Seminars & Colloquia

Rishab Goyal

MIT

"Advanced Cryptography"

Tuesday March 01, 2022 10:15 AM
Location: 3211, EB2 NCSU Centennial Campus
Zoom Meeting Info
(Visitor parking instructions)

 

Abstract: Rapid scientific innovations have exposed the growing tension between functionality and security in emerging technologies. This is further exacerbated by the looming threat of quantum computers. The goal of advanced cryptography is to build secure systems that simultaneously address these concerns while equally prioritizing efficiency. In my research, I develop provably-secure advanced cryptographic systems by relying on the hardness of well-studied mathematical problems related to integer lattices, number theory, noisy parity learning, and more.

 

In this talk, I will describe some of the advanced systems that I have designed which include traceable encryption, program obfuscation, aggregatable signatures, decentralized proof systems, and multi-user encryption systems. I will focus on my work in building advanced encryption systems that solved the 25-year-old open problem of traitor tracing. Traitor tracing has great practical impact in protecting from insider corruption and providing accountability as well as in many other areas such as differential privacy, software watermarking and leasing, and quantum copy protection. I will introduce new techniques and abstractions in lattice-based cryptography to prove post-quantum security of such advanced encryption systems.

 

Finally, I will talk about the broader impact of advanced cryptography in influencing public policy and law, and discuss my research vision.

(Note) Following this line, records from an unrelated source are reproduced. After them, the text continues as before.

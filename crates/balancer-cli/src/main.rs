use balancer_core::Config;
use clap::Parser;
use tracing::info;

/// Shared-nothing TCP/UDP load balancer.
#[derive(Parser, Debug)]
#[command(version, about)]
struct Args {
    /// Port clients connect to (TCP and UDP).
    #[arg(default_value_t = Config::default().client_port)]
    client_port: u16,

    /// Port backends connect to (TCP).
    #[arg(default_value_t = Config::default().backend_port)]
    backend_port: u16,

    /// Number of reactor worker threads.
    #[arg(long, default_value_t = Config::default().workers)]
    workers: usize,
}

fn main() -> std::process::ExitCode {
    tracing_subscriber::fmt()
        .with_env_filter(tracing_subscriber::EnvFilter::from_default_env())
        .init();

    let args = Args::parse();

    if args.workers == 0 {
        tracing::error!("--workers must be at least 1");
        return std::process::ExitCode::FAILURE;
    }

    let config = Config { client_port: args.client_port, backend_port: args.backend_port, workers: args.workers, ..Config::default() };

    ctrlc::set_handler(move || {
        info!("received shutdown signal");
        std::process::exit(0);
    })
    .expect("failed to install signal handler");

    info!(
        client_port = config.client_port,
        backend_port = config.backend_port,
        workers = config.workers,
        "starting balancer"
    );
    balancer_core::run(config);

    std::process::ExitCode::SUCCESS
}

Short Bio: Rishab Goyal is a postdoctoral researcher in the Cryptography and Information Security group at the MIT Computer Science and AI Laboratory. His primary interests are cryptography and computer security, with a special focus on developing provably-secure systems with advanced cryptographic capabilities and post-quantum security. Prior to MIT, he was an Apple Research Fellow at the Simons Institute for the Theory of Computing. He received his Ph.D. from UT Austin, advised by Brent Waters, and B.Tech. from IIT Delhi. His Ph.D. was supported by the IBM Ph.D. Fellowship and the Graduate Dean's Prestigious Fellowship at UT Austin. And, his doctoral dissertation on building traitor tracing systems was awarded the Bert Kay Dissertation Award for best doctoral thesis at UT Austin.